奄美大島には日本北限のマングローブ原生林があります。
住用村の役勝川と住用川が合流して湾に流れ込むあたり。
71haの広さは、国内では西表島に次ぐ規模だそうです。
このマングローブ林をカヌーで探索するツーリングが、
観光客の人気の的。ライフジャケットを身につけて、
発着場から漕ぎ出した瞬間から、即座に探検隊気分です。

誤解されることが多いのですがマングローブというのは
特定の植物の名前ではありません。
熱帯・亜熱帯の河口や内海など、海水と淡水の交じり合う
汽水域に生息する数種類の植物の林のことなのです。
住用村のマングローブはおよそ20種類の植物で成り立って
いるようですが、主要樹種はメヒルギとオヒルギです。
板状の根を発達させ白い可憐な花をつけるメヒルギに対し、
膝状の根を地上に突き出し赤いガクが目立つオヒルギ。
板根も膝根も呼吸根で、干潮時には空気を取り込みます。

ヒルギの呼吸根が入り組んで迷路のようになった部分では、
ミナミトビハゼが元気にピョンピョン飛び回っていたり、
オキナワアナジャコが立派な砂の塚を作っていたり、
ノコギリガザミが巣穴を掘って潜んでいたりします。
美味で高価なノコギリガザミは漁師の格好の標的で、
カニ籠をしかけて捕まえますが、素人が迂闊に手を出すと
危険。巨大なハサミで指なんか挟まれようものなら…!

マングローブの先端、干潟の部分に裸足でおりてみます。
軟泥がムニュムニュと足裏にさわり、こそば気持ち良い。
一歩ごとにズブズブとくるぶしあたりまで埋まる快感。
子供の頃に戻ったような気持ちになり、動物観察です。

白い大きなハサミを振り上げては振り下ろすあいつは、
オキナワハクセンシオマネキの雄。自分の体ほどもある
片方のハサミで「潮を招く」ような奇妙な行動をします。
これは必死の求愛行動。雌が興味を示してくれるまで、
ひたすらハサミを振り続けます。
パチンコ玉くらいの丸い体から足が生えたような彼らは、
ミナミコメツキガニ。潮が満ちてくると、
大群で行進していきます。カニなのに前歩きなのです。
さながらロボットの進軍のよう。

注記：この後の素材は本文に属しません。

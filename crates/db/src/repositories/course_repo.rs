//! Read-only access to courses for the admission lifecycle.

use admissions_core::types::DbId;
use sqlx::{PgConnection, PgPool};

use crate::models::course::{CourseForApplication, CreateCourse};

pub struct CourseRepo;

impl CourseRepo {
    /// Load a course together with the institute owning its faculty.
    pub async fn find_for_application(
        conn: &mut PgConnection,
        course_id: DbId,
    ) -> Result<Option<CourseForApplication>, sqlx::Error> {
        sqlx::query_as::<_, CourseForApplication>(
            "SELECT c.id, c.name, c.code, c.application_deadline, c.is_active, \
                    i.id AS institute_id, i.name AS institute_name \
             FROM courses c \
             JOIN faculties f ON f.id = c.faculty_id \
             JOIN institutes i ON i.id = f.institute_id \
             WHERE c.id = $1",
        )
        .bind(course_id)
        .fetch_optional(&mut *conn)
        .await
    }

    /// Insert a faculty under an institute (seeding and tests).
    pub async fn create_faculty(
        pool: &PgPool,
        institute_id: DbId,
        name: &str,
    ) -> Result<DbId, sqlx::Error> {
        let row: (DbId,) =
            sqlx::query_as("INSERT INTO faculties (institute_id, name) VALUES ($1, $2) RETURNING id")
                .bind(institute_id)
                .bind(name)
                .fetch_one(pool)
                .await?;
        Ok(row.0)
    }

    /// Insert a course (seeding and tests).
    pub async fn create(pool: &PgPool, input: &CreateCourse) -> Result<DbId, sqlx::Error> {
        let row: (DbId,) = sqlx::query_as(
            "INSERT INTO courses (faculty_id, name, code, application_deadline, is_active) \
             VALUES ($1, $2, $3, $4, $5) RETURNING id",
        )
        .bind(input.faculty_id)
        .bind(&input.name)
        .bind(&input.code)
        .bind(input.application_deadline)
        .bind(input.is_active)
        .fetch_one(pool)
        .await?;
        Ok(row.0)
    }
}
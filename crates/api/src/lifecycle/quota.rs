//! Quota tracker: at most two courses per (student, institute, academic year).
//!
//! The pure set arithmetic lives in [`admissions_core::quota`]; this module
//! loads and persists the tracker row around it.

use admissions_core::quota::{self, academic_year, QuotaStatus};
use admissions_core::types::{Date, DbId};
use admissions_db::models::tracker::ApplicationTracker;
use admissions_db::repositories::TrackerRepo;
use sqlx::{PgConnection, PgPool};

use crate::error::AppResult;

pub struct QuotaTracker;

impl QuotaTracker {
    /// Read-only quota check for the academic year containing `today`.
    pub async fn can_apply(
        pool: &PgPool,
        student_id: DbId,
        institute_id: DbId,
        today: Date,
    ) -> Result<QuotaStatus, sqlx::Error> {
        let tracker =
            TrackerRepo::find(pool, student_id, institute_id, academic_year(today)).await?;
        Ok(tracker.map_or_else(QuotaStatus::fresh, |t| QuotaStatus::from_courses(t.course_ids)))
    }

    /// Lock (seeding if needed) the tracker row for the rest of the
    /// transaction.
    pub async fn lock(
        conn: &mut PgConnection,
        student_id: DbId,
        institute_id: DbId,
        academic_year: i32,
    ) -> Result<LockedQuota, sqlx::Error> {
        let tracker =
            TrackerRepo::lock_or_seed(conn, student_id, institute_id, academic_year).await?;
        Ok(LockedQuota { tracker })
    }

    /// Remove `course_id` from the tracker of the given year.
    ///
    /// Returns `false` when there was nothing to release (no row, or the
    /// course was not tracked); the count never goes below zero.
    pub async fn release(
        conn: &mut PgConnection,
        student_id: DbId,
        institute_id: DbId,
        academic_year: i32,
        course_id: DbId,
    ) -> AppResult<bool> {
        let Some(tracker) =
            TrackerRepo::lock_existing(conn, student_id, institute_id, academic_year).await?
        else {
            return Ok(false);
        };
        let Some(next) = quota::release(&tracker.course_ids, course_id) else {
            return Ok(false);
        };
        TrackerRepo::save_courses(conn, tracker.id, &next).await?;
        Ok(true)
    }
}

/// A tracker row locked by the current transaction.
pub struct LockedQuota {
    tracker: ApplicationTracker,
}

impl LockedQuota {
    pub fn status(&self) -> QuotaStatus {
        QuotaStatus::from_courses(self.tracker.course_ids.clone())
    }

    /// Record `course_id`; a course already tracked is left as is.
    pub async fn track(
        self,
        conn: &mut PgConnection,
        course_id: DbId,
    ) -> AppResult<ApplicationTracker> {
        match quota::track(&self.tracker.course_ids, course_id)? {
            None => Ok(self.tracker),
            Some(next) => Ok(TrackerRepo::save_courses(conn, self.tracker.id, &next).await?),
        }
    }
}
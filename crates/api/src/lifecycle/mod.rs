//! Admission lifecycle manager.
//!
//! Every operation here runs as one database transaction: the rows it reads
//! and then writes are locked with `SELECT ... FOR UPDATE`, and a returned
//! error drops the transaction, rolling back everything including any
//! admission period the resolver opened on the way.
//!
//! - [`resolver`] -- picks (or opens) the admission period a submission joins.
//! - [`quota`] -- per-institute application quota on top of the tracker table.
//! - [`applications`] -- submit, review status changes, withdrawal.
//! - [`periods`] -- period creation, status changes with close cascade, publish.

pub mod applications;
pub mod periods;
pub mod quota;
pub mod resolver;

use admissions_core::types::Date;
use sqlx::PgPool;

use crate::config::AdmissionPolicy;

pub use applications::{NewApplication, StatusChange, SubmissionReceipt};
pub use periods::{NewAdmissionPeriod, PeriodChange};
pub use quota::QuotaTracker;

/// Orchestrates the multi-row writes of the admission workflow.
///
/// Cheap to build; handlers obtain one per request via
/// [`AppState::lifecycle`](crate::state::AppState::lifecycle).
pub struct AdmissionLifecycle<'a> {
    pool: &'a PgPool,
    policy: &'a AdmissionPolicy,
}

impl<'a> AdmissionLifecycle<'a> {
    pub fn new(pool: &'a PgPool, policy: &'a AdmissionPolicy) -> Self {
        Self { pool, policy }
    }

    /// The calendar day the lifecycle rules are evaluated against (UTC).
    fn today(&self) -> Date {
        chrono::Utc::now().date_naive()
    }
}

危険を察知したときに
スクリュウのように回転しながら泥に潜る様子も、
なんだか動物離れしたメカ的な動きです。

マングローブ林に限らず干潟はどこも生き物の宝庫です。
カニや小魚、貝類が豊富な干潟は、それらを狙う鳥たち
にとっても、あるいは潮干狩りの人間にとっても貴重。
近年、干潟を埋め立てる開発事業が全国で目立ちますが、
ムニュムニュ、ズブズブの泥んこ感を
大人も子供も同等に楽しめる数少ない場所は、
それだけでも十分に存在価値があると思うのですが。